> [Collected data]:
---+---

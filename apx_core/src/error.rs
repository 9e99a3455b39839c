//! Error codes for the apx_audio workspace.
//!
//! This module provides a C-compatible error enum and a Result type alias
//! shared by all crates in the workspace. The codes mirror the firmware
//! status values reported to the host, so higher-level error types wrap
//! them rather than replace them.

use core::fmt;

/// Error codes for pipeline runtime operations.
///
/// Uses `#[repr(C)]` for a stable memory layout, enabling the values to be
/// written verbatim into host-visible status words.
///
/// The first two variants are *flow control*: they are expected during
/// normal streaming (a source ran dry, a sink filled up), are never logged,
/// and are swallowed by the component that observes them.
#[repr(C)]
#[derive(Debug, Clone, Copy, PartialEq, Eq, Hash)]
pub enum ApxError {
    /// No error occurred.
    Ok = 0,
    /// A source endpoint had no data available (flow control).
    NoData = 1,
    /// A sink endpoint had no free space (flow control).
    NoSpace = 2,
    /// An invalid parameter value was provided.
    InvalidParameter = 3,
    /// A stream format is not supported by the receiving component.
    UnsupportedFormat = 4,
    /// A lifecycle operation was requested in a state that forbids it.
    BadState = 5,
    /// The requested state is already set (idempotent trigger).
    AlreadySet = 6,
    /// The component graph contains a cycle.
    GraphCycle = 7,
    /// The component graph is not fully connected.
    GraphDisconnected = 8,
    /// Memory allocation failed or a buffer pool was exhausted.
    OutOfMemory = 9,
    /// A drain or handshake exceeded its deadline.
    Timeout = 10,
    /// A real-time deadline was missed (underflow or overflow).
    Xrun = 11,
    /// An identifier did not resolve to a known object.
    NotFound = 12,
    /// An identifier collides with an existing object.
    Exists = 13,
}

impl ApxError {
    /// Returns `true` for the flow-control codes (`NoData`, `NoSpace`).
    ///
    /// Flow-control errors are local and non-fatal: the scheduler skips
    /// the remainder of the pass and the pipeline stays active.
    #[inline]
    pub const fn is_flow_control(self) -> bool {
        matches!(self, ApxError::NoData | ApxError::NoSpace)
    }

    /// The raw status code written into host-visible registers.
    #[inline]
    pub const fn code(self) -> u32 {
        self as u32
    }
}

impl fmt::Display for ApxError {
    fn fmt(&self, f: &mut fmt::Formatter<'_>) -> fmt::Result {
        match self {
            ApxError::Ok => write!(f, "no error"),
            ApxError::NoData => write!(f, "source empty"),
            ApxError::NoSpace => write!(f, "sink full"),
            ApxError::InvalidParameter => write!(f, "invalid parameter"),
            ApxError::UnsupportedFormat => write!(f, "unsupported stream format"),
            ApxError::BadState => write!(f, "operation illegal in current state"),
            ApxError::AlreadySet => write!(f, "state already set"),
            ApxError::GraphCycle => write!(f, "graph contains a cycle"),
            ApxError::GraphDisconnected => write!(f, "graph is not connected"),
            ApxError::OutOfMemory => write!(f, "allocation failed"),
            ApxError::Timeout => write!(f, "deadline exceeded"),
            ApxError::Xrun => write!(f, "missed real-time deadline"),
            ApxError::NotFound => write!(f, "no such object"),
            ApxError::Exists => write!(f, "object already exists"),
        }
    }
}

impl std::error::Error for ApxError {}

/// Result type alias for pipeline runtime operations.
pub type Result<T> = core::result::Result<T, ApxError>;

#[cfg(test)]
mod tests {
    use super::*;

    #[test]
    fn test_flow_control_classification() {
        assert!(ApxError::NoData.is_flow_control());
        assert!(ApxError::NoSpace.is_flow_control());
        assert!(!ApxError::Xrun.is_flow_control());
        assert!(!ApxError::BadState.is_flow_control());
    }

    #[test]
    fn test_codes_are_stable() {
        assert_eq!(ApxError::Ok.code(), 0);
        assert_eq!(ApxError::NoData.code(), 1);
        assert_eq!(ApxError::NoSpace.code(), 2);
        assert_eq!(ApxError::Xrun.code(), 11);
    }
}
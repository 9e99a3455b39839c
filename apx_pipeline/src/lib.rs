//! # APX Pipeline
//!
//! The audio pipeline runtime: components with a lifecycle state
//! machine, the module adapter hosting plug-in DSP modules, the
//! component/buffer graph, the driver registry, and the LL/DP
//! schedulers with xrun recovery.

pub mod adapter;
pub mod component;
pub mod constants;
pub mod endpoint;
pub mod error;
pub mod graph;
pub mod module;
pub mod pipeline;
pub mod registry;
pub mod schedule;
pub mod state;
pub mod xrun;

pub use adapter::{DpTask, ModuleAdapter, ModuleCell};
pub use component::{Attachment, Component, ComponentCore, ComponentId, ComponentKind, TriggerOutcome};
pub use endpoint::{DaiEndpoint, HostEndpoint, StreamDirection};
pub use error::{PipelineError, Result};
pub use graph::{EdgeRecord, GraphStore};
pub use module::{CopyOutcome, ModuleDescriptor, ModuleDomain, ModuleMode, ProcessingModule, RawStatus};
pub use pipeline::{Pipeline, PipelineConfig, PipelineId, TimeDomain};
pub use registry::{ComponentDriver, ComponentRegistry, NewComponentSpec, Uuid};
pub use schedule::Scheduler;
pub use state::{ComponentState, Trigger, next_state};
pub use xrun::{XrunAction, XrunMonitor};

---+---

> [What you need to do]: Without any alteration, repeat each entry shown above.

> [Exercise result]:
filename apx_core/src/error.rs
repository 9e99a3455b39839c
//! Error codes for the apx_audio workspace.
//!
//! This module provides a C-compatible error enum and a Result type alias
//! shared by all crates in the workspace. The codes mirror the firmware
//! status values reported to the host, so higher-level error types wrap
//! them rather than replace them.

use core::fmt;

/// Error codes for pipeline runtime operations.
///
/// Uses `#[repr(C)]` for a stable memory layout, enabling the values to be
/// written verbatim into host-visible status words.
///
/// The first two variants are *flow control*: they are expected during
/// normal streaming (a source ran dry, a sink filled up), are never logged,
/// and are swallowed by the component that observes them.
#[repr(C)]
#[derive(Debug, Clone, Copy, PartialEq, Eq, Hash)]
pub enum ApxError {
    /// No error occurred.
    Ok = 0,
    /// A source endpoint had no data available (flow control).
    NoData = 1,
    /// A sink endpoint had no free space (flow control).
    NoSpace = 2,
    /// An invalid parameter value was provided.
    InvalidParameter = 3,
    /// A stream format is not supported by the receiving component.
    UnsupportedFormat = 4,
    /// A lifecycle operation was requested in a state that forbids it.
    BadState = 5,
    /// The requested state is already set (idempotent trigger).
    AlreadySet = 6,
    /// The component graph contains a cycle.
    GraphCycle = 7,
    /// The component graph is not fully connected.
    GraphDisconnected = 8,
    /// Memory allocation failed or a buffer pool was exhausted.
    OutOfMemory = 9,
    /// A drain or handshake exceeded its deadline.
    Timeout = 10,
    /// A real-time deadline was missed (underflow or overflow).
    Xrun = 11,
    /// An identifier did not resolve to a known object.
    NotFound = 12,
    /// An identifier collides with an existing object.
    Exists = 13,
}

impl ApxError {
    /// Returns `true` for the flow-control codes (`NoData`, `NoSpace`).
    ///
    /// Flow-control errors are local and non-fatal: the scheduler skips
    /// the remainder of the pass and the pipeline stays active.
    #[inline]
    pub const fn is_flow_control(self) -> bool {
        matches!(self, ApxError::NoData | ApxError::NoSpace)
    }

    /// The raw status code written into host-visible registers.
    #[inline]
    pub const fn code(self) -> u32 {
        self as u32
    }
}

impl fmt::Display for ApxError {
    fn fmt(&self, f: &mut fmt::Formatter<'_>) -> fmt::Result {
        match self {
            ApxError::Ok => write!(f, "no error"),
            ApxError::NoData => write!(f, "source empty"),
            ApxError::NoSpace => write!(f, "sink full"),
            ApxError::InvalidParameter => write!(f, "invalid parameter"),
            ApxError::UnsupportedFormat => write!(f, "unsupported stream format"),
            ApxError::BadState => write!(f, "operation illegal in current state"),
            ApxError::AlreadySet => write!(f, "state already set"),
            ApxError::GraphCycle => write!(f, "graph contains a cycle"),
            ApxError::GraphDisconnected => write!(f, "graph is not connected"),
            ApxError::OutOfMemory => write!(f, "allocation failed"),
            ApxError::Timeout => write!(f, "deadline exceeded"),
            ApxError::Xrun => write!(f, "missed real-time deadline"),
            ApxError::NotFound => write!(f, "no such object"),
            ApxError::Exists => write!(f, "object already exists"),
        }
    }
}

impl std::error::Error for ApxError {}

/// Result type alias for pipeline runtime operations.
pub type Result<T> = core::result::Result<T, ApxError>;

#[cfg(test)]
mod tests {
    use super::*;

    #[test]
    fn test_flow_control_classification() {
        assert!(ApxError::NoData.is_flow_control());
        assert!(ApxError::NoSpace.is_flow_control());
        assert!(!ApxError::Xrun.is_flow_control());
        assert!(!ApxError::BadState.is_flow_control());
    }

    #[test]
    fn test_codes_are_stable() {
        assert_eq!(ApxError::Ok.code(), 0);
        assert_eq!(ApxError::NoData.code(), 1);
        assert_eq!(ApxError::NoSpace.code(), 2);
        assert_eq!(ApxError::Xrun.code(), 11);
    }
}
repository 9e99a3455b39839c
filename apx_pipeline/src/lib.rs
//! # APX Pipeline
//!
//! The audio pipeline runtime: components with a lifecycle state
//! machine, the module adapter hosting plug-in DSP modules, the
//! component/buffer graph, the driver registry, and the LL/DP
//! schedulers with xrun recovery.

pub mod adapter;
pub mod component;
pub mod constants;
pub mod endpoint;
pub mod error;
pub mod graph;
pub mod module;
pub mod pipeline;
pub mod registry;
pub mod schedule;
pub mod state;
pub mod xrun;

pub use adapter::{DpTask, ModuleAdapter, ModuleCell};
pub use component::{Attachment, Component, ComponentCore, ComponentId, ComponentKind, TriggerOutcome};
pub use endpoint::{DaiEndpoint, HostEndpoint, StreamDirection};
pub use error::{PipelineError, Result};
pub use graph::{EdgeRecord, GraphStore};
pub use module::{CopyOutcome, ModuleDescriptor, ModuleDomain, ModuleMode, ProcessingModule, RawStatus};
pub use pipeline::{Pipeline, PipelineConfig, PipelineId, TimeDomain};
pub use registry::{ComponentDriver, ComponentRegistry, NewComponentSpec, Uuid};
pub use schedule::Scheduler;
pub use state::{ComponentState, Trigger, next_state};
pub use xrun::{XrunAction, XrunMonitor};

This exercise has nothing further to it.